Era stato accusato di far parte di una banda dedita ai furti: il processo di Appello per C.M. classe 56 è da rifare. Era finito a processo con l'accusa di furti aggravati e utilizzo indebito di una carta postamat trafugata dall’abitazione presa di mira dai suoi presunti complici. Per lui i giudici della Corte di Cassazione che hanno accolto tre dei cinque motivi proposti dai difensori, Elvira De Leo e Annarita Alois, hanno stabilito che dovrà affrontare un nuovo processo.

La difesa - nei motivi di ricorso - hanno evidenziato la mancanza di prove che C.M avesse concorso nella fase ideativa come in quella esecutiva.
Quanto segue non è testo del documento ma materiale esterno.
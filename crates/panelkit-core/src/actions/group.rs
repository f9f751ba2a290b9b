use crate::undo::{Action, EditContext};

/// Several actions recorded as one history entry.
#[derive(Debug, Default)]
pub struct ActionGroup {
    name: String,
    actions: Vec<Box<dyn Action>>,
}

impl ActionGroup {
    pub fn new(name: impl Into<String>) -> Self {
        Self {
            name: name.into(),
            actions: Vec::new(),
        }
    }

    /// Add an action that has already been performed.
    pub fn push(&mut self, action: Box<dyn Action>) {
        self.actions.push(action);
    }

    pub fn len(&self) -> usize {
        self.actions.len()
    }

    pub fn is_empty(&self) -> bool {
        self.actions.is_empty()
    }
}

impl Action for ActionGroup {
    fn name(&self) -> &str {
        &self.name
    }

    fn perform(&mut self, cx: &mut EditContext<'_>) {
        for action in &mut self.actions {
            action.perform(cx);
        }
    }

    fn undo(&mut self, cx: &mut EditContext<'_>) {
        for action in self.actions.iter_mut().rev() {
            action.undo(cx);
        }
    }
}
A dimostrare questa circostanza il fatto che ci sarebbero stati vari contatti telefonici tra uno degli autori del furto e lo stesso, alcuni andati a vuoto e il fatto che l’autore del raid avesse cercato “affannosamente qualcuno che andasse a prelevarlo, tentando di chiederlo a vari soggetti oltre che al C.M., denoterebbe l’inesistenza di un accordo preventivo con l’imputato”. Il fatto poi che alla fine, avesse prelevato i correi non significa per la difesa che vi fosse stato un accordo preventivo, ma potrebbe avere rilievo, al più, come favoreggiamento personale. 

Contestazioni condivise dai giudici della Suprema Corte:"in Appello non è stato dato riscontro ai motivi di appello che riguardavano il coinvolgimento di C.M. nel reato commesso dai concorrenti ai danni di….. L’appello, infatti, aveva sottolineato la mancanza di contatti telefonici tra C.M. e i coimputati anteriori rispetto alla commissione del fatto e le difficoltà di .. e .. di contattarlo, dopo il furto, tanto da richiedere ad altri due soggetti di essere prelevati dopo aver percorso un’ora di cammino a piedi. Si tratta di argomenti di censura che coltivavano la tesi che il prelievo dei coimputati successivamente al furto non avesse valenza dimostrativa di un accordo preventivo tra C.M. e gli altri che testimoniasse la condivisione, anche operativa, del piano illecito da parte del ricorrente".